Just a historical side note:  breaking swords was what caused one of the revolutions in Japanese sword design.  The royal swordmaker saw too many warriors returning from war with broken weapons, or not returning at all because of weapon failure, that he sought out a better process.  This led to the folded steel designs, and many of the advances in swordwork that came to represent the samurai.

Again, I am no expert, and don't want to pretend to be one.  I agree wholeheartedly with those that say edge blocking is a "good" or "acceptable" idea.  However, it is unrealistic to imagine it never happened, or that there weren't people that *may* have advocated it.  I mean, hey.....remember again, there were samurai who advocated the killing of any samurai who had hobbies that weren't militarily or politically useful, too. (Anyone advocating edge blocking would probably be laughed at then, also, but hey.....)

My apologies for the lengthy rant......no flames intended, and all points of view accepted.

Peace--


----------



## arnisador (May 9, 2002)

I cannot believe that samurai did not need to replace blades on occasion; I would assume the lords they were serving paid the price, one way or another.


----------



## tonbo (May 10, 2002)

Doubtful that *all* swords were unbreakable.  Some flaws or nicks could be ground out, perhaps......but somewhere, sometime, *some* swords are going to break.

As to who paid for the replacement.....well.....I'm sure there were rules for that, too....

Peace--


----------



## tonbo (May 16, 2002)

I came upon this the other night by pure luck.....

In the October, 1999 issue of "Black Belt" magazine, pgs 108-110, there is an article on Kumdo.  They show a couple of techniques being done with "beater" swords......and two of the techniques show.....you guessed it.....edge-on-edge blocking....

Granted, this is Korean, not Japanese, but still....interesting.

Peace--


----------



## Yari (May 16, 2002)

The sword is harden on the cutting edge, because it has to cut, but it's not flexible, therefor the mune. The temper line is the the "area" where it goes from hard to soft. This area is very important because it holds the soft and hard together. If the area is tampered with, ether by sand or a dent or something else, that'll be the swords weakest point. The same would be if you chip the cutting edge. In principle you have a sword with a part that's only soft (i know i depends on how big the chip is). But think of it as a kind of link.
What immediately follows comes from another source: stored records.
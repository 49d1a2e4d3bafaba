//! Daily rank history.
//!
//! A snapshot captures the regular-season league ranks on one date so the
//! presentation side can chart how a team's zone ranks move over time.
//! Unlike pool re-ranking, teams lacking a value are left out of a ranking
//! rather than counted as zero.

use crate::models::{
    Dataset, GameType, Metric, Position, RankHistory, RankSnapshot, SeasonKey, TeamId,
    TeamRankSnapshot, TeamShotRecord,
};
use crate::ranking::{RankMap, rerank};
use chrono::NaiveDate;
use std::collections::{BTreeMap, BTreeSet};
use tracing::{debug, info};

/// Rank the regular-season pool of a season as of `date`.
///
/// Only teams in the dataset's team list take part. Returns `None` when no
/// team has zone data for the season.
pub fn build_snapshot(dataset: &Dataset, season: SeasonKey, date: NaiveDate) -> Option<RankSnapshot> {
    let members: Vec<(TeamId, &TeamShotRecord)> = dataset
        .teams
        .iter()
        .filter_map(|team| {
            dataset
                .record(team.id, season, GameType::Regular)
                .map(|record| (team.id, record))
        })
        .collect();

    let areas: BTreeSet<&str> = members
        .iter()
        .flat_map(|(_, record)| record.zones.iter().map(|z| z.area.as_str()))
        .collect();
    if areas.is_empty() {
        debug!("No zone data for {}: skipping snapshot", season);
        return None;
    }

    let rank_present = |value: &dyn Fn(&TeamShotRecord) -> Option<f64>| -> RankMap {
        let present: Vec<(TeamId, &TeamShotRecord)> = members
            .iter()
            .filter(|(_, record)| value(*record).is_some())
            .copied()
            .collect();
        rerank(present, |record: &TeamShotRecord| value(record))
    };
    let skater_rank = |position: Position, metric: Metric| {
        rank_present(&|record: &TeamShotRecord| {
            record.overall(position).map(|row| metric.total_value(row))
        })
    };

    let fwd_sog = skater_rank(Position::Forwards, Metric::Sog);
    let def_sog = skater_rank(Position::Defense, Metric::Sog);
    let fwd_goals = skater_rank(Position::Forwards, Metric::Goals);
    let def_goals = skater_rank(Position::Defense, Metric::Goals);
    let fwd_pctg = skater_rank(Position::Forwards, Metric::ShootingPctg);
    let def_pctg = skater_rank(Position::Defense, Metric::ShootingPctg);

    let zone_ranks: BTreeMap<&str, BTreeMap<Metric, RankMap>> = areas
        .iter()
        .map(|&area| {
            let by_metric = Metric::ALL
                .iter()
                .map(|&metric| {
                    let ranks = rank_present(&|record: &TeamShotRecord| {
                        record.zone(area).map(|zone| metric.zone_value(zone))
                    });
                    (metric, ranks)
                })
                .collect();
            (area, by_metric)
        })
        .collect();

    let zone_map = |team_id: TeamId, metric: Metric| -> BTreeMap<String, u32> {
        zone_ranks
            .iter()
            .filter_map(|(area, by_metric)| {
                by_metric
                    .get(&metric)
                    .and_then(|ranks| ranks.get(&team_id))
                    .map(|&rank| (area.to_string(), rank))
            })
            .collect()
    };

    let teams = members
        .iter()
        .map(|&(team_id, _)| {
            let snapshot = TeamRankSnapshot {
                fwd_sog_rank: fwd_sog.get(&team_id).copied(),
                def_sog_rank: def_sog.get(&team_id).copied(),
                fwd_goal_rank: fwd_goals.get(&team_id).copied(),
                def_goal_rank: def_goals.get(&team_id).copied(),
                fwd_pctg_rank: fwd_pctg.get(&team_id).copied(),
                def_pctg_rank: def_pctg.get(&team_id).copied(),
                zone_ranks: zone_map(team_id, Metric::Sog),
                zone_goal_ranks: zone_map(team_id, Metric::Goals),
                zone_pctg_ranks: zone_map(team_id, Metric::ShootingPctg),
            };
            (team_id, snapshot)
        })
        .collect();

    Some(RankSnapshot { date, teams })
}

impl RankHistory {
    /// Append a snapshot unless one exists for its date, keeping at most
    /// `max_days` of the most recent snapshots. Returns whether it was added.
    pub fn record(&mut self, snapshot: RankSnapshot, max_days: usize) -> bool {
        if self.snapshots.iter().any(|s| s.date == snapshot.date) {
            debug!("Snapshot for {} already exists", snapshot.date);
            return false;
        }

        let date = snapshot.date;
        let team_count = snapshot.teams.len();
        self.snapshots.push(snapshot);
        self.snapshots.sort_by_key(|s| s.date);

        if self.snapshots.len() > max_days {
            let excess = self.snapshots.len() - max_days;
            self.snapshots.drain(..excess);
        }

        info!(
            "Added snapshot for {} ({} total days, {} teams)",
            date,
            self.snapshots.len(),
            team_count
        );
        true
    }

    pub fn latest(&self) -> Option<&RankSnapshot> {
        self.snapshots.last()
    }

    /// Dated sog ranks of one team in one zone, oldest first
    pub fn zone_trend(&self, team_id: TeamId, area: &str) -> Vec<(NaiveDate, u32)> {
        self.snapshots
            .iter()
            .filter_map(|snapshot| {
                snapshot
                    .teams
                    .get(&team_id)
                    .and_then(|team| team.zone_ranks.get(area))
                    .map(|&rank| (snapshot.date, rank))
            })
            .collect()
    }
}
//! Error handling for shot map operations.
//!
//! Missing data is never an error here: lookups return `None`. These
//! variants cover dataset I/O, JSON decoding and user-supplied values.

use std::path::PathBuf;
use thiserror::Error;

#[derive(Error, Debug)]
pub enum ShotMapError {
    #[error("IO error: {0}")]
    Io(#[from] std::io::Error),

    #[error("JSON error: {0}")]
    Json(#[from] serde_json::Error),

    #[error("Dataset not found at path: {path}")]
    DatasetNotFound { path: PathBuf },

    #[error("Invalid dataset file: {path} - {reason}")]
    InvalidDataset { path: PathBuf, reason: String },

    #[error("Invalid record key '{key}': expected <teamId>_<seasonKey>_<gameType>")]
    InvalidRecordKey { key: String },

    #[error("Invalid season '{value}': {reason}")]
    InvalidSeason { value: String, reason: String },

    #[error("Invalid game type '{value}': expected 2/regular or 3/playoffs")]
    InvalidGameType { value: String },

    #[error("Unknown team: {query}")]
    UnknownTeam { query: String },

    #[error("Invalid date '{value}': {source}")]
    InvalidDate {
        value: String,
        #[source]
        source: chrono::ParseError,
    },

    #[error("Configuration error: {message}")]
    Configuration { message: String },
}

impl ShotMapError {
    /// Create a configuration error
    pub fn configuration(message: impl Into<String>) -> Self {
        Self::Configuration {
            message: message.into(),
        }
    }

    /// Create an invalid season error
    pub fn invalid_season(value: impl Into<String>, reason: impl Into<String>) -> Self {
        Self::InvalidSeason {
            value: value.into(),
            reason: reason.into(),
        }
    }
}

pub type Result<T> = std::result::Result<T, ShotMapError>;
When a part of the sword is not as wide as the rest, and is usally dent inward very sharply, the area of stress under usage will be right there. This will highten the possibilty of a breakage under a fight. No matter if it's only for 1 slash or not. I dont think that a serious swords fighter would do that. But I wasn't there, so I dont know.

But if I was depending on my sword, every hour of the day; Nope I would learn or use techniques that would not jepordize my situation. Who says that the last slash you make will be the last. 

/Yari


----------



## Despairbear (May 16, 2002)

> _Originally posted by tonbo _
> 
> *I came upon this the other night by pure luck.....
> 
> ...




I have seen similer things over the years that does not make them right. Often times "beater swords" are too heavy-too thick unsharpened blades that can take a blow on edge because they are not real weapons. People do a lot of strange things with sword when they have not used live steel in a martial aplication, is has been a rather big problem in the world of weapons combat to get a weapon that acts like live steel and yet is safe (ish) and affordable. Most often there is no way to do it propperly and the arts suffer for it. The massive influx of stainless steel weapons in the market is a perfect examlpe of this, people want a "real" sword but do not want to pay for it. The result is a item (note: not a weapon) that does not perform as a weapon should, they are often way too heavy and far too stiff to have any use other than to look good on the wall. If you want to be true to your art you must practice in the manner your art is to be used, to do less is to undermind your training.



Despair Bear


----------



## tonbo (May 17, 2002)

You are quite right about the sword thing.  I have a couple of different Japanese and Japanese-type swords.  I have a beater that is a heavy, clumsy chunk of metal that moves like a walrus on sleeping pills.  I bought it mostly to use when I VERY first started in Iai, before I knew what to look for.  Now, I use it to train with when I want to try to compensate for weight.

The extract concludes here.